4.4 4.4 out of 5 stars 3 ratings

This, the second volume of JB Kelly’s essays and reviews, covers the oil crisis of the 1970’s —a period which first alerted the Western world not only to the deep-seated animosity and contempt with which it is held by the Arab world, but also the duplicity and double-dealing in which Arabs, especially the Saudis, routinely engage when dealing with Western leaders. America’s feeble response during this challenge undoubtedly confirmed in the minds of Arab leaders that the Western world is essentially weak and can easily be manipulated. As JBK pointed out, there were ‘substantial grounds for believing that the motive behind the excessive prices now being charged for Middle-Eastern oil is political and religious rather than economic, and is designed to redress the balance between the Islamic countries of the Middle East and Western Europe, which has been tilted in favour of the latter for two centuries or more.’ It was summed up by the exclamation from one Arab oil state official in December 1973: “It is our revenge for Poitiers!” (a reference to Charles Martel’s defeat of the Arab armies in France in 732).

It is clear from his letters to the newspapers and monthly political, that JBK was becoming increasingly concerned in the 1970’s by the deleterious effects that the steady haemorrhaging of Western wealth to the East, through extortionate oil price rises by OPEC as a form of Danegeld, was having on the fabric of Western civilization. He was the first commentator to highlight the fact that Islam was wielding the oil weapon by way of revenge against Western Christendom and that this had been made possible by Britain’s craven abdication of her responsibilities by withdrawing from the Gulf in 1971, and thus relinquishing some control over the supply of the black lifeblood of the industrialised world.

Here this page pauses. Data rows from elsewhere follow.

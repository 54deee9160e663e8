// SPDX-License-Identifier: Apache-2.0
// © James Ross Ω FLYING•ROBOTS <https://github.com/flyingrobots>
//! Computing a patch from two documents, and reversing one (spec.md §4.B,
//! §8 "round-trip/invertibility laws").
//!
//! `diff(a, b)` must satisfy `patch(a, diff(a, b)) == b`, and `reverse` must
//! satisfy `patch(b, reverse(diff(a, b))) == a`. The simplest patch tree that
//! guarantees both laws unconditionally is also the least minimal one: any
//! object/array/sparse node whose *shape* or *key set* differs between `a`
//! and `b` is diffed as a single `!replace{from: a, to: b}` subtree rather
//! than a minimal per-key diff, because `!replace` is the one operation
//! whose reverse (swap `from`/`to`) is self-contained without consulting the
//! original document. Object keys present in both `a` and `b` with the same
//! shape recurse structurally, so the common case (a handful of changed
//! leaves in an otherwise-stable object) still produces a small, readable
//! patch; only the genuinely-reshaped subtrees fall back to whole-subtree
//! replacement.

use logd_node::{Node, Tag, Value};

fn replace_node(from: &Node, to: &Node) -> Node {
    Node::new(Value::Object(vec![("from".into(), from.clone()), ("to".into(), to.clone())]))
        .with_tag(Tag::single("replace"))
}

/// Compute a patch that turns `a` into `b` when applied via [`crate::patch`].
#[must_use]
pub fn diff(a: &Node, b: &Node) -> Node {
    if a == b {
        return Node::null().with_tag(Tag::single("pass"));
    }
    match (&a.value, &b.value) {
        (Value::Object(a_pairs), Value::Object(b_pairs)) if same_key_set(a_pairs, b_pairs) => {
            let mut out = Vec::with_capacity(b_pairs.len());
            for (key, b_child) in b_pairs {
                let a_child = a_pairs.iter().find(|(k, _)| k == key).map(|(_, v)| v).expect("same key set");
                if a_child != b_child {
                    out.push((key.clone(), diff(a_child, b_child)));
                }
            }
            Node::new(Value::Object(out))
        }
        (Value::Array(a_items), Value::Array(b_items)) if a_items.len() == b_items.len() => {
            let out = a_items.iter().zip(b_items).map(|(ai, bi)| diff(ai, bi)).collect();
            Node::new(Value::Array(out))
        }
        (Value::Sparse(a_map), Value::Sparse(b_map)) if a_map.keys().eq(b_map.keys()) => {
            let mut out = std::collections::BTreeMap::new();
            for (key, b_child) in b_map {
                let a_child = &a_map[key];
                if a_child != b_child {
                    out.insert(*key, diff(a_child, b_child));
                }
            }
            Node::new(Value::Sparse(out))
        }
        _ => replace_node(a, b),
    }
}

fn same_key_set(a: &[(String, Node)], b: &[(String, Node)]) -> bool {
    a.len() == b.len() && a.iter().all(|(k, _)| b.iter().any(|(k2, _)| k2 == k))
}

/// Reverse a patch previously produced by [`diff`] (or any patch built the
/// same way), so that applying it undoes the original.
///
/// Only understands the shapes [`diff`] itself produces: untagged
/// object/array/sparse containers (recursed into) and `!replace{from,to}`
/// leaves/subtrees (from/to swapped). A patch containing any other tag is
/// returned unchanged — reversing an arbitrary hand-written patch is outside
/// this function's contract.
#[must_use]
pub fn reverse(patch_node: &Node) -> Node {
    if patch_node.tag_head() == Some("replace") {
        let from = patch_node.value.object_get("from").cloned().unwrap_or_else(Node::null);
        let to = patch_node.value.object_get("to").cloned().unwrap_or_else(Node::null);
        return replace_node(&to, &from);
    }
    if patch_node.tag.is_some() {
        return patch_node.clone();
    }
    match &patch_node.value {
        Value::Object(pairs) => {
            Node::new(Value::Object(pairs.iter().map(|(k, v)| (k.clone(), reverse(v))).collect()))
        }
        Value::Array(items) => Node::new(Value::Array(items.iter().map(reverse).collect())),
        Value::Sparse(map) => Node::new(Value::Sparse(map.iter().map(|(k, v)| (*k, reverse(v))).collect())),
        _ => patch_node.clone(),
    }
}

#[cfg(test)]
#[allow(clippy::unwrap_used, clippy::expect_used)]
mod tests {
    use super::*;

    fn obj(pairs: Vec<(&str, Node)>) -> Node {
        Node::new(Value::Object(pairs.into_iter().map(|(k, v)| (k.to_string(), v)).collect()))
    }

    #[test]
    fn identical_documents_diff_to_a_no_op() {
        let a = Node::new(Value::Bool(true));
        let d = diff(&a, &a);
        assert_eq!(crate::patch(&a, &d).unwrap(), a);
    }

    #[test]
    fn scalar_change_round_trips() {
        let a = Node::new(Value::Bool(true));
        let b = Node::new(Value::Bool(false));
        let d = diff(&a, &b);
        assert_eq!(crate::patch(&a, &d).unwrap(), b);
        assert_eq!(crate::patch(&b, &reverse(&d)).unwrap(), a);
    }

    #[test]
    fn object_diff_touches_only_changed_keys() {
        let a = obj(vec![("x", Node::new(Value::Bool(true))), ("y", Node::new(Value::Bool(true)))]);
        let b = obj(vec![("x", Node::new(Value::Bool(true))), ("y", Node::new(Value::Bool(false)))]);
        let d = diff(&a, &b);
        let Value::Object(pairs) = &d.value else { unreachable!() };
        assert_eq!(pairs.len(), 1);
        assert_eq!(pairs[0].0, "y");
        assert_eq!(crate::patch(&a, &d).unwrap(), b);
    }

    #[test]
    fn key_set_change_falls_back_to_replace() {
        let a = obj(vec![("x", Node::new(Value::Bool(true)))]);
        let b = obj(vec![("x", Node::new(Value::Bool(true))), ("y", Node::new(Value::Bool(true)))]);
        let d = diff(&a, &b);
        assert_eq!(d.tag_head(), Some("replace"));
        assert_eq!(crate::patch(&a, &d).unwrap(), b);
        assert_eq!(crate::patch(&b, &reverse(&d)).unwrap(), a);
    }

    #[test]
    fn nested_object_diff_recurses() {
        let a = obj(vec![("outer", obj(vec![("inner", Node::new(Value::Bool(true)))]))]);
        let b = obj(vec![("outer", obj(vec![("inner", Node::new(Value::Bool(false)))]))]);
        let d = diff(&a, &b);
        assert_eq!(crate::patch(&a, &d).unwrap(), b);
        assert_eq!(crate::patch(&b, &reverse(&d)).unwrap(), a);
    }
}
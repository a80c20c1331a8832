use thiserror::Error;

use crate::Key;

#[derive(Clone, Debug, Error, PartialEq, Eq)]
pub enum IndexError {
    #[error("the index is empty")]
    Empty,
    #[error("key {0} is not in the index")]
    NotFound(Key),
    #[error("rank {rank} is out of range for an index of {len} keys")]
    RankOutOfRange { rank: usize, len: usize },
    #[error("index invariant violated: {0}")]
    InvariantViolation(String),
}
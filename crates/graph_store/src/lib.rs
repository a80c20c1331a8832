//! Weighted directed and undirected graphs over integer vertex ids.
//!
//! Each vertex owns an [`AdjacencyRecord`] holding its outgoing edges and the
//! ids of the vertices that point at it. The incoming ids are plain keys, so a
//! vertex can be erased in time proportional to its degree without any
//! ownership cycle between records.

mod adjacency;
mod digraph;
mod error;
mod graph;
mod render;
mod view;

pub use adjacency::{AdjacencyRecord, Edge};
pub use digraph::DiGraph;
pub use error::GraphError;
pub use graph::Graph;
pub use render::RenderOptions;
pub use view::{Adj, Edges, GraphView, Incoming, Vertices};

pub type Vertex = i64;
pub type Weight = f64;

pub const DEFAULT_WEIGHT: Weight = 1.0;
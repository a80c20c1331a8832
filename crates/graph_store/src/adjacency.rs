use std::fmt;

use ordered_index::{Iter, Keys, OrderedIndex, OrderedMap};

use crate::view::Adj;
use crate::{Vertex, Weight};

#[derive(Clone, Copy, Debug, PartialEq)]
pub struct Edge {
    pub from: Vertex,
    pub to: Vertex,
    pub weight: Weight,
}

impl Edge {
    pub fn new(from: Vertex, to: Vertex, weight: Weight) -> Self {
        Self { from, to, weight }
    }
}

/// Renders as `"{from} -> {to}[{weight}]"`. The formatter precision applies to
/// the weight and defaults to two digits.
impl fmt::Display for Edge {
    fn fmt(&self, f: &mut fmt::Formatter<'_>) -> fmt::Result {
        let precision = f.precision().unwrap_or(2);
        write!(
            f,
            "{} -> {}[{:.*}]",
            self.from, self.to, precision, self.weight
        )
    }
}

/// Per-vertex state: outgoing edges keyed by target, and the ids of every
/// vertex with an edge into this one.
#[derive(Clone, Debug, Default, PartialEq)]
pub struct AdjacencyRecord {
    outgoing: OrderedMap<Weight>,
    incoming: OrderedIndex,
}

impl AdjacencyRecord {
    pub fn outgoing(&self) -> &OrderedMap<Weight> {
        &self.outgoing
    }

    pub fn incoming(&self) -> &OrderedIndex {
        &self.incoming
    }

    pub fn outdegree(&self) -> usize {
        self.outgoing.len()
    }

    pub fn indegree(&self) -> usize {
        self.incoming.len()
    }

    pub fn weight_to(&self, target: Vertex) -> Option<Weight> {
        self.outgoing.get(target).copied()
    }

    pub fn edges(&self, from: Vertex) -> Adj<'_> {
        Adj::new(from, self.outgoing.iter())
    }
}

/// Vertex id to record. Edge bookkeeping that has to touch two records at once
/// lives here so both halves of an edge always change together.
#[derive(Clone, Debug, Default, PartialEq)]
pub(crate) struct VertexTable {
    records: OrderedMap<AdjacencyRecord>,
}

impl VertexTable {
    pub(crate) fn len(&self) -> usize {
        self.records.len()
    }

    pub(crate) fn contains(&self, v: Vertex) -> bool {
        self.records.contains_key(v)
    }

    pub(crate) fn get(&self, v: Vertex) -> Option<&AdjacencyRecord> {
        self.records.get(v)
    }

    pub(crate) fn iter(&self) -> Iter<'_, AdjacencyRecord> {
        self.records.iter()
    }

    pub(crate) fn keys(&self) -> Keys<'_, AdjacencyRecord> {
        self.records.keys()
    }

    /// Returns `false` if `v` was already present.
    pub(crate) fn insert_vertex(&mut self, v: Vertex) -> bool {
        if self.records.contains_key(v) {
            return false;
        }
        self.records.insert(v, AdjacencyRecord::default());
        true
    }

    /// Inserts or reweights `v -> w`. Both endpoints must exist. Returns
    /// `true` if the edge is new.
    pub(crate) fn link(&mut self, v: Vertex, w: Vertex, weight: Weight) -> bool {
        let Some(source) = self.records.get_mut(v) else {
            return false;
        };
        let created = source.outgoing.insert(w, weight).is_none();
        if created {
            if let Some(target) = self.records.get_mut(w) {
                target.incoming.insert(v);
            }
        }
        created
    }

    /// Returns `true` if `v -> w` existed.
    pub(crate) fn unlink(&mut self, v: Vertex, w: Vertex) -> bool {
        let removed = self
            .records
            .get_mut(v)
            .is_some_and(|source| source.outgoing.remove(w).is_some());
        if removed {
            if let Some(target) = self.records.get_mut(w) {
                let mirrored = target.incoming.erase(v).is_ok();
                debug_assert!(mirrored, "{v} -> {w} was not mirrored in {w}");
            }
        }
        removed
    }

    /// Removes `v` with every edge touching it and returns how many directed
    /// edges went with it, or `None` if `v` is absent. Only the neighbors named
    /// in the record are visited.
    pub(crate) fn detach(&mut self, v: Vertex) -> Option<usize> {
        let record = self.records.remove(v)?;
        let mut removed = record.outgoing.len();
        for u in &record.incoming {
            if u == v {
                continue;
            }
            if let Some(source) = self.records.get_mut(u) {
                let mirrored = source.outgoing.remove(v).is_some();
                debug_assert!(mirrored, "{u} is incoming to {v} without an edge");
                if mirrored {
                    removed += 1;
                }
            }
        }
        for w in record.outgoing.keys() {
            if w == v {
                continue;
            }
            if let Some(target) = self.records.get_mut(w) {
                let mirrored = target.incoming.erase(v).is_ok();
                debug_assert!(mirrored, "{v} -> {w} was not mirrored in {w}");
            }
        }
        Some(removed)
    }
}
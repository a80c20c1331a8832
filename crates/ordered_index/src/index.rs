use std::fmt;

use crate::map::{Keys, OrderedMap};
use crate::{DEFAULT_DELIMITER, DEFAULT_NIL, IndexError, Key};

/// Ordered set of keys with symbol-table queries.
///
/// Queries that need at least one key fail with [`IndexError::Empty`] on an
/// empty index. Lookups of a specific absent key fail with
/// [`IndexError::NotFound`]. [`OrderedIndex::depth`] is the only query that
/// answers `0` for an empty index.
#[derive(Clone, Default, PartialEq, Eq)]
pub struct OrderedIndex {
    inner: OrderedMap<()>,
}

impl OrderedIndex {
    pub fn new() -> Self {
        Self {
            inner: OrderedMap::new(),
        }
    }

    pub fn len(&self) -> usize {
        self.inner.len()
    }

    pub fn is_empty(&self) -> bool {
        self.inner.is_empty()
    }

    pub fn insert(&mut self, key: Key) {
        self.inner.insert(key, ());
    }

    pub fn erase(&mut self, key: Key) -> Result<(), IndexError> {
        self.inner.remove(key).ok_or(IndexError::NotFound(key))
    }

    pub fn contains(&self, key: Key) -> bool {
        self.inner.contains_key(key)
    }

    pub fn at(&self, key: Key) -> Result<Key, IndexError> {
        if self.inner.contains_key(key) {
            Ok(key)
        } else {
            Err(IndexError::NotFound(key))
        }
    }

    pub fn min(&self) -> Result<Key, IndexError> {
        self.inner.first_key().ok_or(IndexError::Empty)
    }

    pub fn max(&self) -> Result<Key, IndexError> {
        self.inner.last_key().ok_or(IndexError::Empty)
    }

    /// Number of keys strictly less than `key`; `key` itself need not be
    /// present.
    pub fn rank(&self, key: Key) -> Result<usize, IndexError> {
        self.non_empty()?;
        Ok(self.inner.rank(key))
    }

    pub fn floor(&self, key: Key) -> Result<Key, IndexError> {
        self.non_empty()?;
        self.inner.floor(key).ok_or(IndexError::NotFound(key))
    }

    pub fn ceiling(&self, key: Key) -> Result<Key, IndexError> {
        self.non_empty()?;
        self.inner.ceiling(key).ok_or(IndexError::NotFound(key))
    }

    pub fn rank_select(&self, rank: usize) -> Result<Key, IndexError> {
        self.non_empty()?;
        self.inner
            .select(rank)
            .map(|(key, _)| key)
            .ok_or(IndexError::RankOutOfRange {
                rank,
                len: self.len(),
            })
    }

    pub fn iter(&self) -> Keys<'_, ()> {
        self.inner.keys()
    }

    pub fn depth(&self) -> usize {
        self.inner.depth()
    }

    pub fn serialize(&self) -> Result<String, IndexError> {
        self.serialize_with(DEFAULT_DELIMITER, DEFAULT_NIL)
    }

    pub fn serialize_with(&self, delimiter: &str, nil: &str) -> Result<String, IndexError> {
        self.non_empty()?;
        Ok(self.inner.serialize(delimiter, nil))
    }

    pub fn check_invariants(&self) -> Result<(), IndexError> {
        self.inner.check_invariants()
    }

    fn non_empty(&self) -> Result<(), IndexError> {
        if self.is_empty() {
            Err(IndexError::Empty)
        } else {
            Ok(())
        }
    }
}

impl fmt::Debug for OrderedIndex {
    fn fmt(&self, f: &mut fmt::Formatter<'_>) -> fmt::Result {
        f.debug_set().entries(self.iter()).finish()
    }
}

impl FromIterator<Key> for OrderedIndex {
    fn from_iter<I: IntoIterator<Item = Key>>(iter: I) -> Self {
        let mut index = Self::new();
        index.extend(iter);
        index
    }
}

impl Extend<Key> for OrderedIndex {
    fn extend<I: IntoIterator<Item = Key>>(&mut self, iter: I) {
        for key in iter {
            self.insert(key);
        }
    }
}

impl<'a> IntoIterator for &'a OrderedIndex {
    type Item = Key;
    type IntoIter = Keys<'a, ()>;

    fn into_iter(self) -> Self::IntoIter {
        self.iter()
    }
}
#[cfg(test)]
mod tests {
    use rand::rngs::StdRng;
    use rand::{Rng, SeedableRng};
    use std::collections::BTreeSet;

    use super::*;

    fn rendered(graph: &Graph) -> String {
        graph.to_string()
    }

    #[test]
    fn new_graph_is_empty() {
        let graph = Graph::new();
        assert_eq!(graph.vertex_count(), 0);
        assert_eq!(graph.edge_count(), 0);
        assert_eq!(rendered(&graph), "");

        let mut graph = Graph::with_vertices(5);
        assert_eq!(graph.vertex_count(), 5);
        assert!(graph.insert_edge(1, 2).is_ok());
        assert_eq!(graph.edge_count(), 1);
    }

    #[test]
    fn edges_render_in_both_directions() {
        let mut graph = Graph::from_vertices([1, 2, 3]);
        graph.insert_edge(1, 2).unwrap();
        assert_eq!(rendered(&graph), "1: 1 -> 2[1.00],\n2: 2 -> 1[1.00],\n3: \n");
        graph.insert_edge(3, 1).unwrap();
        assert_eq!(graph.edge_count(), 2);
        assert_eq!(
            rendered(&graph),
            "1: 1 -> 2[1.00],1 -> 3[1.00],\n2: 2 -> 1[1.00],\n3: 3 -> 1[1.00],\n"
        );
    }

    #[test]
    fn weight_updates_apply_to_both_directions() {
        let mut graph = Graph::with_vertices(2);
        graph.insert_weighted_edge(0, 1, 2.0).unwrap();
        graph.insert_weighted_edge(1, 0, 7.5).unwrap();
        assert_eq!(graph.edge_count(), 1);
        assert_eq!(graph.weight(0, 1), Ok(7.5));
        assert_eq!(graph.weight(1, 0), Ok(7.5));
        graph.check_invariants().unwrap();
    }

    #[test]
    fn failed_insert_leaves_nothing_behind() {
        let mut graph = Graph::with_vertices(2);
        assert_eq!(graph.insert_edge(0, 5), Err(GraphError::VertexNotFound(5)));
        assert_eq!(graph.insert_edge(5, 0), Err(GraphError::VertexNotFound(5)));
        assert_eq!(graph.edge_count(), 0);
        assert_eq!(graph.degree(0), Ok(0));
        graph.check_invariants().unwrap();
    }

    #[test]
    fn clone_survives_draining_the_original() {
        let mut first = Graph::with_vertices(5);
        first.insert_edges([(0, 1), (1, 2)]).unwrap();
        let second = first.clone();
        assert_eq!(second.vertex_count(), 5);
        assert_eq!(second.edge_count(), 2);
        assert_eq!(rendered(&first), rendered(&second));

        first.erase_vertices(0..5);
        assert_eq!(first.vertex_count(), 0);
        assert_eq!(first.edge_count(), 0);
        assert_eq!(second.vertex_count(), 5);
        assert_eq!(second.edge_count(), 2);
    }

    #[test]
    fn erase_edge_removes_both_halves() {
        let mut graph = Graph::from_vertices(1..=4);
        graph.insert_edges([(1, 2), (2, 3), (2, 4)]).unwrap();

        graph.erase_edge(2, 4).unwrap();
        assert_eq!(graph.edge_count(), 2);
        assert_eq!(
            rendered(&graph),
            "1: 1 -> 2[1.00],\n2: 2 -> 1[1.00],2 -> 3[1.00],\n3: 3 -> 2[1.00],\n4: \n"
        );
        assert_eq!(graph.erase_edge(1, 5), Err(GraphError::VertexNotFound(5)));
        assert_eq!(
            graph.erase_edge(1, 4),
            Err(GraphError::EdgeNotFound { from: 1, to: 4 })
        );
    }

    #[test]
    fn erasing_a_vertex_of_a_complete_graph() {
        const N: Vertex = 10;
        let mut graph = Graph::with_vertices(N as usize);
        for i in 0..N {
            for j in i + 1..N {
                graph.insert_edge(i, j).unwrap();
            }
        }
        let n = N as usize;
        assert_eq!(graph.edge_count(), n * (n - 1) / 2);
        assert_eq!(graph.degree(0), Ok(n - 1));

        graph.erase_vertex(N - 1).unwrap();
        assert_eq!(graph.vertex_count(), n - 1);
        assert_eq!(graph.edge_count(), (n - 1) * (n - 2) / 2);

        let mut expected = String::new();
        for i in 0..N - 1 {
            expected += &format!("{i}: ");
            for j in (0..N - 1).filter(|&j| j != i) {
                expected += &format!("{i} -> {j}[1.00],");
            }
            expected += "\n";
        }
        assert_eq!(rendered(&graph), expected);
    }

    #[test]
    fn self_loops_count_once() {
        let mut graph = Graph::with_vertices(2);
        graph.insert_edges([(0, 0), (0, 1)]).unwrap();
        assert_eq!(graph.edge_count(), 2);
        assert_eq!(graph.degree(0), Ok(2));
        assert_eq!(rendered(&graph), "0: 0 -> 0[1.00],0 -> 1[1.00],\n1: 1 -> 0[1.00],\n");
        graph.check_invariants().unwrap();

        graph.erase_edge(0, 0).unwrap();
        assert_eq!(graph.edge_count(), 1);
        graph.insert_edge(1, 1).unwrap();
        graph.erase_vertex(1).unwrap();
        assert_eq!(graph.edge_count(), 0);
        graph.check_invariants().unwrap();
    }

    #[test]
    fn mixed_bulk_operations() {
        let mut graph: Graph = [0, 2, 4, 6, 8, 10].into_iter().collect();

        let evens = [(0, 2), (0, 4), (2, 6), (2, 8), (4, 8), (4, 10), (6, 10)];
        graph.insert_edges(evens).unwrap();
        assert_eq!(graph.edge_count(), 7);
        for i in (1..10).step_by(2) {
            graph.insert_vertex(i);
            graph.insert_edge(i - 1, i).unwrap();
            graph.insert_edge(i + 1, i).unwrap();
        }
        assert_eq!(graph.vertex_count(), 11);
        assert_eq!(graph.edge_count(), 17);
        graph.erase_edges(evens).unwrap();
        assert_eq!(
            rendered(&graph),
            "0: 0 -> 1[1.00],\n1: 1 -> 0[1.00],1 -> 2[1.00],\n2: 2 -> 1[1.00],2 -> 3[1.00],\n\
             3: 3 -> 2[1.00],3 -> 4[1.00],\n4: 4 -> 3[1.00],4 -> 5[1.00],\n\
             5: 5 -> 4[1.00],5 -> 6[1.00],\n6: 6 -> 5[1.00],6 -> 7[1.00],\n\
             7: 7 -> 6[1.00],7 -> 8[1.00],\n8: 8 -> 7[1.00],8 -> 9[1.00],\n\
             9: 9 -> 8[1.00],9 -> 10[1.00],\n10: 10 -> 9[1.00],\n"
        );

        graph.erase_vertices([1, 3, 5, 7, 9]);
        assert_eq!(rendered(&graph), "0: \n2: \n4: \n6: \n8: \n10: \n");
        assert_eq!(graph.edge_count(), 0);

        // reinserting a reversed pair changes nothing
        graph
            .insert_edges([(0, 2), (2, 4), (4, 6), (6, 8), (8, 10), (10, 0)])
            .unwrap();
        graph.insert_edges([(2, 0), (6, 4), (10, 8)]).unwrap();
        assert_eq!(graph.edge_count(), 6);

        graph.erase_vertices([2, 8]);
        assert_eq!(graph.vertex_count(), 4);
        assert_eq!(graph.edge_count(), 2);
        assert_eq!(
            rendered(&graph),
            "0: 0 -> 10[1.00],\n4: 4 -> 6[1.00],\n6: 6 -> 4[1.00],\n10: 10 -> 0[1.00],\n"
        );

        graph.erase_vertices([4, 6]);
        assert_eq!(graph.edge_count(), 1);
        assert_eq!(
            graph.erase_edges([(4, 4)]),
            Err(GraphError::VertexNotFound(4))
        );
        graph.erase_edges([(10, 0)]).unwrap();
        assert_eq!(graph.edge_count(), 0);
        assert_eq!(rendered(&graph), "0: \n10: \n");

        graph.insert_vertex(2);
        graph.insert_edges([(0, 2), (0, 10), (2, 10)]).unwrap();
        graph.insert_vertex(1);
        graph.insert_edges([(1, 0), (1, 2), (1, 10)]).unwrap();
        assert_eq!(graph.vertex_count(), 4);
        assert_eq!(graph.edge_count(), 6);

        graph.erase_edges([(0, 2), (2, 10), (1, 10)]).unwrap();
        assert_eq!(graph.edge_count(), 3);
        assert_eq!(
            rendered(&graph),
            "0: 0 -> 1[1.00],0 -> 10[1.00],\n1: 1 -> 0[1.00],1 -> 2[1.00],\n\
             2: 2 -> 1[1.00],\n10: 10 -> 0[1.00],\n"
        );
        graph.check_invariants().unwrap();
    }

    #[test]
    fn repeated_insertion_does_not_recount() {
        let mut graph = Graph::new();
        graph.insert_vertex(1);
        graph.insert_vertex(1);
        assert_eq!(rendered(&graph), "1: \n");

        graph.insert_vertex(2);
        graph.insert_edge(1, 2).unwrap();
        graph.insert_edge(1, 2).unwrap();
        assert_eq!(graph.edge_count(), 1);

        graph.insert_vertices([1, 3, 3, 3, 4, 5, 5, 5]);
        assert_eq!(graph.vertex_count(), 5);

        graph
            .insert_edges([(1, 3), (2, 3), (4, 5), (4, 5), (1, 3)])
            .unwrap();
        assert_eq!(graph.edge_count(), 4);
        assert_eq!(
            rendered(&graph),
            "1: 1 -> 2[1.00],1 -> 3[1.00],\n2: 2 -> 1[1.00],2 -> 3[1.00],\n\
             3: 3 -> 1[1.00],3 -> 2[1.00],\n4: 4 -> 5[1.00],\n5: 5 -> 4[1.00],\n"
        );
    }

    #[test]
    fn line_graph_stress() {
        let mut graph = Graph::new();
        for i in 0..100 {
            graph.insert_vertex(i);
            if i > 0 {
                graph.insert_edge(i - 1, i).unwrap();
            }
        }
        assert_eq!(graph.edge_count(), 99);
        graph.insert_edges([(0, 1), (1, 0)]).unwrap();
        assert_eq!(graph.edge_count(), 99);

        for i in (0..50).step_by(2) {
            graph.erase_vertex(i).unwrap();
        }
        assert_eq!(graph.vertex_count(), 75);

        for i in (1..100).step_by(2) {
            graph.insert_edge(i, (i + 2) % 100).unwrap();
            graph.erase_edge(i, (i + 2) % 100).unwrap();
        }
        assert_eq!(graph.edge_count(), 50);

        graph.erase_edge(60, 61).unwrap();
        graph.erase_edge(84, 83).unwrap();
        assert_eq!(graph.edge_count(), 48);
        graph.check_invariants().unwrap();
    }

    #[test]
    fn random_operations_match_pair_set() {
        let mut rng = StdRng::seed_from_u64(31);
        let mut graph = Graph::with_vertices(64);
        let mut oracle = BTreeSet::new();
        for _ in 0..5_000 {
            let v = rng.random_range(0..64);
            let w = rng.random_range(0..64);
            let pair = (v.min(w), v.max(w));
            if rng.random_bool(0.6) {
                graph.insert_edge(v, w).unwrap();
                oracle.insert(pair);
            } else {
                assert_eq!(graph.erase_edge(v, w).is_ok(), oracle.remove(&pair));
            }
            assert_eq!(graph.edge_count(), oracle.len());
        }
        graph.check_invariants().unwrap();
        for v in 0..64 {
            let expected = oracle.iter().filter(|&&(a, b)| a == v || b == v).count();
            assert_eq!(graph.degree(v), Ok(expected));
        }
    }

    #[test]
    fn from_digraph_forgets_direction() {
        let mut digraph = DiGraph::with_vertices(4);
        digraph.insert_weighted_edge(0, 1, 1.0).unwrap();
        digraph.insert_weighted_edge(1, 0, 3.0).unwrap();
        digraph.insert_weighted_edge(2, 3, 2.0).unwrap();
        digraph.insert_weighted_edge(3, 3, 4.0).unwrap();

        let graph = Graph::from(&digraph);
        assert_eq!(graph.vertex_count(), 4);
        assert_eq!(graph.edge_count(), 3);
        assert_eq!(graph.weight(0, 1), Ok(3.0));
        assert_eq!(graph.weight(1, 0), Ok(3.0));
        assert_eq!(graph.weight(3, 2), Ok(2.0));
        assert_eq!(graph.degree(3), Ok(2));
        graph.check_invariants().unwrap();
    }
}
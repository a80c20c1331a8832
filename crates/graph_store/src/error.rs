use thiserror::Error;

use crate::Vertex;

#[derive(Clone, Debug, Error, PartialEq, Eq)]
pub enum GraphError {
    #[error("vertex {0} is not in the graph")]
    VertexNotFound(Vertex),
    #[error("there is no edge from {from} to {to}")]
    EdgeNotFound { from: Vertex, to: Vertex },
    #[error("the graph has no vertices")]
    EmptyGraph,
    #[error("graph invariant violated: {0}")]
    InvariantViolation(String),
}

Kelly is especially critical of the ‘twin pillars’ strategy initiated by Henry Kissinger in which America relied on the goodwill of Iran (under the Shah) and the Saudis to maintain stability in the Middle East while selling them enormous amounts of advanced weaponry in order to repatriate at least some of the tremendous wealth being transferred to the Muslim world because of an accident of geology.

Kelly also discusses other topics such as the Lebanese civil war and the efforts of various publications to marginalize both his work and that of other like-minded scholars such as Eli Kedourie. This volume shows JB Kelly at his combative best.

Editorial Reviews

Review

The received wisdom and unexamined assumptions underlying the Obama administration’s diplomatic efforts to forge peace between Israel and her enemies are as predictable as the ignominious collapse of this latest attempt. We are now well into the seventh decade of this false knowledge and the spurious narrative dominating American foreign policy under administrations of both parties. Just how old and worn this narrative is can be seen in the late John Barrett Kelly’s The Oil Cringe of the West, a collection of reviews and essays that originally appeared in the critical decade of the 1970s after the Six Day and Yom Kippur Wars.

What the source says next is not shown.